The Fuse
Equity futures are rising modestly this mornings as the market works off a hangover from last Friday’s heavy options expiration day.
Rates are moving lower as interest in bonds perks up. We’ll see bond prices moving around quite a bit this week before/after the Fed decision.
Stocks were only slightly changed Friday but the Industrials did manage to score 10 straight winning sessions. Overnight, many European global PMI data were lower than expected, which continues a trend of weaker data in that region.
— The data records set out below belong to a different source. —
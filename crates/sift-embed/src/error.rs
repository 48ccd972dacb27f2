use sift_core::DimensionMismatch;
use thiserror::Error;

#[derive(Debug, Error)]
pub enum EmbeddingError {
    #[error("text is empty after normalization")]
    EmptyText,

    #[error("HTTP error: {0}")]
    Http(#[from] reqwest::Error),

    #[error("{provider} returned status {status}: {body}")]
    Status {
        provider: &'static str,
        status: u16,
        body: String,
    },

    #[error("{provider} response could not be decoded: {reason}")]
    Decode {
        provider: &'static str,
        reason: String,
    },

    #[error("{provider} needs {setting} but none is configured")]
    MissingSetting {
        provider: &'static str,
        setting: &'static str,
    },

    #[error("embedding request pool is closed")]
    PoolClosed,

    #[error(transparent)]
    Dimension(#[from] DimensionMismatch),
}

impl EmbeddingError {
    /// The provider returned vectors of the wrong length. Unlike every other
    /// variant this is not a property of the input.
    #[must_use]
    pub fn dimension_mismatch(&self) -> Option<DimensionMismatch> {
        match self {
            Self::Dimension(m) => Some(*m),
            _ => None,
        }
    }
}
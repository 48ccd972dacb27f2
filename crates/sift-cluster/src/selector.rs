use std::cmp::Ordering;

use sift_core::Item;

use crate::builder::DuplicateCluster;

/// Pick the item that speaks for `cluster`.
///
/// Preference, first difference wins: longest trimmed snippet (in chars,
/// missing counts as 0), then earliest `seen_at` (missing sorts last), then
/// earliest ingest `position`, then smallest `id`. Positions and ids are
/// unique within a batch, so this is a total order and the choice never
/// depends on member order.
#[must_use]
pub fn select<'a>(items: &'a [Item], cluster: &DuplicateCluster) -> &'a Item {
    let mut best = &items[cluster.first()];
    for &index in &cluster.members()[1..] {
        let candidate = &items[index];
        if preference(candidate, best) == Ordering::Less {
            best = candidate;
        }
    }
    best
}

/// One representative per cluster, in cluster order.
#[must_use]
pub fn representatives<'a>(items: &'a [Item], clusters: &[DuplicateCluster]) -> Vec<&'a Item> {
    clusters.iter().map(|c| select(items, c)).collect()
}

/// `Less` means `a` is the better representative.
fn preference(a: &Item, b: &Item) -> Ordering {
    b.snippet_len()
        .cmp(&a.snippet_len())
        .then_with(|| match (a.seen_at, b.seen_at) {
            (Some(x), Some(y)) => x.cmp(&y),
            (Some(_), None) => Ordering::Less,
            (None, Some(_)) => Ordering::Greater,
            (None, None) => Ordering::Equal,
        })
        .then_with(|| a.position.cmp(&b.position))
        .then_with(|| a.id.cmp(&b.id))
}
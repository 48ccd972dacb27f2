use thiserror::Error;

/// Errors raised while loading or validating configuration.
#[derive(Debug, Error)]
pub enum ConfigError {
    #[error("failed to read config file {path}: {source}")]
    Io {
        path: String,
        #[source]
        source: std::io::Error,
    },

    #[error("config file {0} is empty")]
    Empty(String),

    #[error("failed to parse config YAML: {0}")]
    Parse(#[from] serde_yaml::Error),

    #[error("missing required config key: {0}")]
    MissingKey(String),

    #[error("invalid value for config key {key}: {reason}")]
    Invalid { key: String, reason: String },

    #[error("missing required environment variable: {0}")]
    MissingEnvVar(String),
}

/// A batch record that cannot be turned into an [`Item`](crate::Item).
#[derive(Debug, Clone, PartialEq, Eq, Error)]
pub enum BatchError {
    #[error("record {position} has an empty title")]
    EmptyTitle { position: usize },

    #[error("record {position} belongs to category '{found}', expected '{expected}'")]
    CategoryMismatch {
        position: usize,
        expected: String,
        found: String,
    },

    #[error("record {position} was fetched on {found}, expected {expected}")]
    DateMismatch {
        position: usize,
        expected: String,
        found: String,
    },
}

/// Two embedding vectors (or a vector and the configured dimension) differ
/// in length.
///
/// This is an internal invariant violation, never a property of bad input,
/// so callers treat it as fatal to the whole run.
#[derive(Debug, Clone, Copy, PartialEq, Eq, Error)]
#[error("embedding dimension mismatch: expected {expected}, got {actual}")]
pub struct DimensionMismatch {
    pub expected: usize,
    pub actual: usize,
}
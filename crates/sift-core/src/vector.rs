use crate::error::DimensionMismatch;

/// Fixed-length embedding for one batch item.
#[derive(Debug, Clone, PartialEq)]
pub struct EmbeddingVector(Vec<f32>);

impl EmbeddingVector {
    #[must_use]
    pub fn new(values: Vec<f32>) -> Self {
        Self(values)
    }

    /// Wrap `values`, checking the length against the configured dimension.
    ///
    /// # Errors
    ///
    /// Returns [`DimensionMismatch`] when `values.len() != expected`.
    pub fn with_dimension(values: Vec<f32>, expected: usize) -> Result<Self, DimensionMismatch> {
        if values.len() == expected {
            Ok(Self(values))
        } else {
            Err(DimensionMismatch {
                expected,
                actual: values.len(),
            })
        }
    }

    #[must_use]
    pub fn dim(&self) -> usize {
        self.0.len()
    }

    #[must_use]
    pub fn as_slice(&self) -> &[f32] {
        &self.0
    }

    #[must_use]
    pub fn into_inner(self) -> Vec<f32> {
        self.0
    }
}

impl From<Vec<f32>> for EmbeddingVector {
    fn from(values: Vec<f32>) -> Self {
        Self(values)
    }
}
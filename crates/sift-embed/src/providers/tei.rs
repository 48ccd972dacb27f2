//! TEI (Text Embeddings Inference) client.
//!
//! Also serves self-hosted sentence-transformers models, which TEI exposes
//! behind the same `/embed` route.

use serde::Serialize;

use super::send_json;
use crate::error::EmbeddingError;

const PROVIDER: &str = "tei";

#[derive(Serialize)]
struct EmbedRequest<'a> {
    inputs: &'a str,
}

#[derive(Debug, Clone)]
pub struct TeiClient {
    client: reqwest::Client,
    url: String,
}

impl TeiClient {
    #[must_use]
    pub fn new(client: reqwest::Client, base_url: &str) -> Self {
        Self {
            client,
            url: format!("{}/embed", base_url.trim_end_matches('/')),
        }
    }

    /// Embed a single text.
    ///
    /// # Errors
    ///
    /// Returns [`EmbeddingError`] on network failure, non-2xx status, or an
    /// empty response.
    pub async fn embed(&self, text: &str) -> Result<Vec<f32>, EmbeddingError> {
        let request = self.client.post(&self.url).json(&EmbedRequest { inputs: text });
        let embeddings: Vec<Vec<f32>> = send_json(PROVIDER, request).await?;
        embeddings
            .into_iter()
            .next()
            .ok_or_else(|| EmbeddingError::Decode {
                provider: PROVIDER,
                reason: "TEI returned an empty embedding list".to_string(),
            })
    }
}
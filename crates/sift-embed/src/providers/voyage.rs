//! Voyage AI embeddings client.

use serde::Serialize;

use super::openai::EmbeddingsResponse;
use super::send_json;
use crate::error::EmbeddingError;

const PROVIDER: &str = "voyageai";

#[derive(Serialize)]
struct EmbeddingsRequest<'a> {
    model: &'a str,
    input: [&'a str; 1],
    input_type: &'static str,
}

#[derive(Clone)]
pub struct VoyageClient {
    client: reqwest::Client,
    url: String,
    model: String,
    api_key: String,
}

impl std::fmt::Debug for VoyageClient {
    fn fmt(&self, f: &mut std::fmt::Formatter<'_>) -> std::fmt::Result {
        f.debug_struct("VoyageClient")
            .field("url", &self.url)
            .field("model", &self.model)
            .field("api_key", &"[redacted]")
            .finish_non_exhaustive()
    }
}

impl VoyageClient {
    #[must_use]
    pub fn new(client: reqwest::Client, base_url: &str, model: &str, api_key: String) -> Self {
        Self {
            client,
            url: format!("{}/v1/embeddings", base_url.trim_end_matches('/')),
            model: model.to_string(),
            api_key,
        }
    }

    /// # Errors
    ///
    /// Returns [`EmbeddingError`] on network failure, non-2xx status, or a
    /// response without embeddings.
    pub async fn embed(&self, text: &str) -> Result<Vec<f32>, EmbeddingError> {
        let request = self
            .client
            .post(&self.url)
            .bearer_auth(&self.api_key)
            .json(&EmbeddingsRequest {
                model: &self.model,
                input: [text],
                input_type: "document",
            });
        let response: EmbeddingsResponse = send_json(PROVIDER, request).await?;
        response.into_first(PROVIDER)
    }
}
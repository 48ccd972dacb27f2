//! Similarity scoring, transitive-closure clustering, and representative
//! selection over one category's item arena.
//!
//! Everything here is synchronous and deterministic. Items are addressed by
//! their index in the batch arena (`&[Item]`), which is also their position.

pub mod builder;
pub mod selector;
pub mod similarity;

mod union_find;

pub use builder::{cluster, DuplicateCluster};
pub use selector::{representatives, select};
pub use similarity::{pairwise_edges, similarity, SimilarityEdge};
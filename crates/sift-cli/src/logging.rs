use std::path::Path;

use tracing_appender::non_blocking::WorkerGuard;
use tracing_subscriber::layer::SubscriberExt;
use tracing_subscriber::util::SubscriberInitExt;
use tracing_subscriber::{fmt, EnvFilter, Layer};

const DEFAULT_FILTER: &str = "info";

fn env_filter() -> EnvFilter {
    EnvFilter::try_from_default_env().unwrap_or_else(|_| EnvFilter::new(DEFAULT_FILTER))
}

/// Console logging to stderr (stdout carries dry-run output), plus a daily
/// rolling JSON file under `log_dir` when one is configured.
///
/// Keep the returned guard alive until exit or buffered file lines are lost.
pub(crate) fn init(log_dir: Option<&Path>) -> Option<WorkerGuard> {
    let console = fmt::layer()
        .with_writer(std::io::stderr)
        .with_filter(env_filter());

    let (file, guard) = match log_dir {
        Some(dir) => {
            let appender = tracing_appender::rolling::daily(dir, "sift.log");
            let (writer, guard) = tracing_appender::non_blocking(appender);
            let layer = fmt::layer()
                .json()
                .with_ansi(false)
                .with_writer(writer)
                .with_filter(env_filter());
            (Some(layer), Some(guard))
        }
        None => (None, None),
    };

    tracing_subscriber::registry().with(console).with(file).init();
    guard
}
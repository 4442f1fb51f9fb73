//! Application configuration loaded from environment variables.

use std::env;
use std::path::PathBuf;
use std::time::Duration;

use crate::services::query_cache::CacheSettings;

/// Development default values - NEVER use in production.
pub mod defaults {
    pub const DEV_PADDLES_URL: &str = "http://localhost:8080";
    pub const DEV_HOST: &str = "127.0.0.1";
    pub const DEV_PORT: u16 = 8081;
    pub const FETCH_TIMEOUT_MS: u64 = 1000;
    pub const CACHE_STALE_SECS: u64 = 300; // 5 minutes
    pub const CACHE_EVICT_SECS: u64 = 900;
    pub const CACHE_SWEEP_SECS: u64 = 60;
    pub const DEFAULT_PAGE_SIZE: u32 = 25;
}

/// Runtime environment.
#[derive(Debug, Clone, Copy, PartialEq, Eq)]
pub enum Environment {
    Development,
    Production,
}

impl Environment {
    /// Parse environment from string.
    pub fn parse(s: &str) -> Option<Self> {
        match s.to_lowercase().as_str() {
            "development" | "dev" => Some(Self::Development),
            "production" | "prod" => Some(Self::Production),
            _ => None,
        }
    }

    /// Check if this is a development environment.
    pub fn is_development(&self) -> bool {
        matches!(self, Self::Development)
    }

    /// Check if this is a production environment.
    pub fn is_production(&self) -> bool {
        matches!(self, Self::Production)
    }
}

impl std::fmt::Display for Environment {
    fn fmt(&self, f: &mut std::fmt::Formatter<'_>) -> std::fmt::Result {
        match self {
            Self::Development => write!(f, "development"),
            Self::Production => write!(f, "production"),
        }
    }
}

/// Application configuration.
#[derive(Debug, Clone)]
pub struct Config {
    /// Runtime environment
    pub environment: Environment,
    /// Server host address
    pub host: String,
    /// Server port
    pub port: u16,
    /// Base URL of the Paddles results service
    pub paddles_url: String,
    /// Per-request timeout for Paddles fetches
    pub fetch_timeout: Duration,
    /// Query cache expiry policy
    pub cache: CacheSettings,
    /// How often expired cache entries are swept
    pub cache_sweep_interval: Duration,
    /// Page size used when the URL carries none
    pub default_page_size: u32,
    /// Directory for static frontend assets (production only)
    pub static_dir: Option<PathBuf>,
}

impl Config {
    /// Load configuration from environment variables.
    ///
    /// Environment variables:
    /// - `RUST_ENV`: Environment (development/production) - REQUIRED
    /// - `PULPITO_HOST`: Server host (default: 127.0.0.1)
    /// - `PULPITO_PORT`: Server port (default: 8081)
    /// - `PADDLES_URL`: Paddles base URL (must be set in production)
    /// - `PULPITO_FETCH_TIMEOUT_MS`: Paddles request timeout (default: 1000)
    /// - `PULPITO_CACHE_STALE_SECS`: Age before a cached response is refreshed (default: 300)
    /// - `PULPITO_CACHE_EVICT_SECS`: Age before a cached response is dropped (default: 900)
    /// - `PULPITO_CACHE_SWEEP_SECS`: Eviction sweep interval (default: 60)
    /// - `PULPITO_DEFAULT_PAGE_SIZE`: Page size when the URL has none (default: 25)
    /// - `PULPITO_STATIC_DIR`: Static assets directory for production
    pub fn from_env() -> Result<Self, ConfigError> {
        let env_str = env::var("RUST_ENV").map_err(|_| ConfigError::MissingEnvVar("RUST_ENV"))?;

        let environment = Environment::parse(&env_str).ok_or(ConfigError::InvalidValue(
            "RUST_ENV must be 'development' or 'production'",
        ))?;

        let host = env::var("PULPITO_HOST").unwrap_or_else(|_| defaults::DEV_HOST.to_string());

        let port = env::var("PULPITO_PORT")
            .unwrap_or_else(|_| defaults::DEV_PORT.to_string())
            .parse::<u16>()
            .map_err(|_| ConfigError::InvalidValue("PULPITO_PORT must be a valid port number"))?;

        let paddles_url = env::var("PADDLES_URL")
            .unwrap_or_else(|_| defaults::DEV_PADDLES_URL.to_string())
            .trim_end_matches('/')
            .to_string();

        let fetch_timeout_ms = parse_u64(
            "PULPITO_FETCH_TIMEOUT_MS",
            defaults::FETCH_TIMEOUT_MS,
            "PULPITO_FETCH_TIMEOUT_MS must be a valid number",
        )?;

        let stale_secs = parse_u64(
            "PULPITO_CACHE_STALE_SECS",
            defaults::CACHE_STALE_SECS,
            "PULPITO_CACHE_STALE_SECS must be a valid number",
        )?;

        let evict_secs = parse_u64(
            "PULPITO_CACHE_EVICT_SECS",
            defaults::CACHE_EVICT_SECS,
            "PULPITO_CACHE_EVICT_SECS must be a valid number",
        )?;

        let sweep_secs = parse_u64(
            "PULPITO_CACHE_SWEEP_SECS",
            defaults::CACHE_SWEEP_SECS,
            "PULPITO_CACHE_SWEEP_SECS must be a valid number",
        )?;

        let default_page_size = env::var("PULPITO_DEFAULT_PAGE_SIZE")
            .unwrap_or_else(|_| defaults::DEFAULT_PAGE_SIZE.to_string())
            .parse::<u32>()
            .map_err(|_| {
                ConfigError::InvalidValue("PULPITO_DEFAULT_PAGE_SIZE must be a valid number")
            })?;

        let static_dir = env::var("PULPITO_STATIC_DIR").ok().map(PathBuf::from);

        let config = Config {
            environment,
            host,
            port,
            paddles_url,
            fetch_timeout: Duration::from_millis(fetch_timeout_ms),
            cache: CacheSettings {
                stale_after: Duration::from_secs(stale_secs),
                evict_after: Duration::from_secs(evict_secs),
            },
            cache_sweep_interval: Duration::from_secs(sweep_secs),
            default_page_size,
            static_dir,
        };

        config.validate()?;

        // Validate production configuration
        if environment.is_production() {
            config.validate_production()?;
        }

        Ok(config)
    }

    /// Reject settings that cannot work in any environment.
    fn validate(&self) -> Result<(), ConfigError> {
        if self.fetch_timeout.is_zero() {
            return Err(ConfigError::InvalidValue(
                "PULPITO_FETCH_TIMEOUT_MS must be greater than zero",
            ));
        }
        if self.cache.evict_after < self.cache.stale_after {
            return Err(ConfigError::InvalidValue(
                "PULPITO_CACHE_EVICT_SECS must not be smaller than PULPITO_CACHE_STALE_SECS",
            ));
        }
        if self.cache_sweep_interval.is_zero() {
            return Err(ConfigError::InvalidValue(
                "PULPITO_CACHE_SWEEP_SECS must be greater than zero",
            ));
        }
        if self.default_page_size == 0 || self.default_page_size > crate::binder::MAX_PAGE_SIZE {
            return Err(ConfigError::InvalidValue(
                "PULPITO_DEFAULT_PAGE_SIZE must be between 1 and 1000",
            ));
        }
        Ok(())
    }

    /// Validate that production configuration does not use development defaults.
    fn validate_production(&self) -> Result<(), ConfigError> {
        let mut errors = Vec::new();

        if self.paddles_url == defaults::DEV_PADDLES_URL {
            errors.push(format!(
                "PADDLES_URL is using development default '{}'. Set the production Paddles URL.",
                defaults::DEV_PADDLES_URL
            ));
        }

        if !self.paddles_url.starts_with("http://") && !self.paddles_url.starts_with("https://") {
            errors.push(format!(
                "PADDLES_URL '{}' must be an http(s) URL.",
                self.paddles_url
            ));
        }

        if !errors.is_empty() {
            return Err(ConfigError::ProductionValidation(errors));
        }

        Ok(())
    }

    /// Get the server bind address.
    pub fn bind_address(&self) -> String {
        format!("{}:{}", self.host, self.port)
    }

    /// Check if running in development mode.
    pub fn is_development(&self) -> bool {
        self.environment.is_development()
    }
}

fn parse_u64(var: &str, default: u64, message: &'static str) -> Result<u64, ConfigError> {
    env::var(var)
        .unwrap_or_else(|_| default.to_string())
        .parse::<u64>()
        .map_err(|_| ConfigError::InvalidValue(message))
}

/// Configuration errors.
#[derive(Debug, thiserror::Error)]
pub enum ConfigError {
    #[error("Missing required environment variable: {0}")]
    MissingEnvVar(&'static str),

    #[error("Invalid configuration value: {0}")]
    InvalidValue(&'static str),

    #[error("Production configuration validation failed:\n{}", .0.iter().map(|e| format!("  - {}", e)).collect::<Vec<_>>().join("\n"))]
    ProductionValidation(Vec<String>),
}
Decent earnings from Domino’s (DPZ) this morning while Chevron (CVX) pre-announced upside guidance. We’ll hear from NXPI, CLF, LOGI, WHR later this afternoon and VZ, GM, MMM, GE, SPOT and nUE among others in the am.
Plenty of stuff happening this week including earnings news, Fed moves, and economic data.
Breadth had been pretty strong leading up to Friday but backed off significantly. That’s not a horrible situation, even the buyers run out of fuel at times and need to reset.
Volume levels were elevated as option expiration exaggerated the ending moves. We may see a big more flowing turnover today and into midweek, but for now the markets are fairly balanced between buyers/sellers (not much advantage to either side currently).
We remain steadfast that 4,500 is good support on the SPX 500 and below there all the way down to 4,350 should a break occur. For the Nasdaq, 15K is solid support (3% lower).
The Internals
What’s it mean?
We could call Friday’s action ‘blah’. Really not much to consider as options expiration took center-stage. What that means is buyers and sellers had a stalemate working, and we can see it reflected in the octagon. VOLD had a negligible move, VIX up a bit as were put/calls but other trend indicators were mostly on the flat line. A solid mix of ticks as well, call it a ‘rest day’ for traders.
The Dynamite
Economic Data:
- Monday: PMI Flash
- Tuesday: home price index, case/shiller, richmond fed manufacturing
- Wednesday: New home sales, FOMC announcement, investor confidence index
- Thursday: GDP Q2 first look, jobless claims, inventories, KC Fed
- Friday: Consumer sentiment, employment cost index, income/outlays
Earnings this week:
- Monday: NXPI, WHR, LOGI, FFIV
- Tuesday: VZ, MMM, GM, SPOT, NUE, RTX, MSFT, GOOGL, SNAP, V, TDOC, TXN
- Wednesday: T, BA, KO, TMO, HLT, ADP, UNP, META, CMG, NOW, LRCX, EBAY MAT
- Thursday: MCD, RCL, LUV, MA CROX, F, INTC, ROKU, FSLR, BMY, HON, VLO, TMUS, ENPH
- Friday: CVX, XOM, CEN, AZN, PG, CHTR
Fed Watch:
A big Fed meeting later this week as the committee is expected to resume rate hikes. Rather than taking another pause, market players are predicting with certainty the Fed will raise the funds rate to 5.25%, a 1/4 point move higher. The FOMC is not likely to disappoint and deliver higher rates and perhaps point to another hike later in the year.
Stocks to Watch
Big tech – HUGE week of earnings for big tech names, we’ll see how they fare and if prices are already baked into good news.
VIX — The fear index remains muted but is likely to rise in front of the Fed decision. If so, we’ll see if volatility sellers come out and smash the VIX lower.
Sentiment — Extreme sentiment now with many of the surveys/polls telling us investors/traders have become very bullish. That’s not a tragedy for the trend, but when it shifts there is likely going to be some pain and frustration.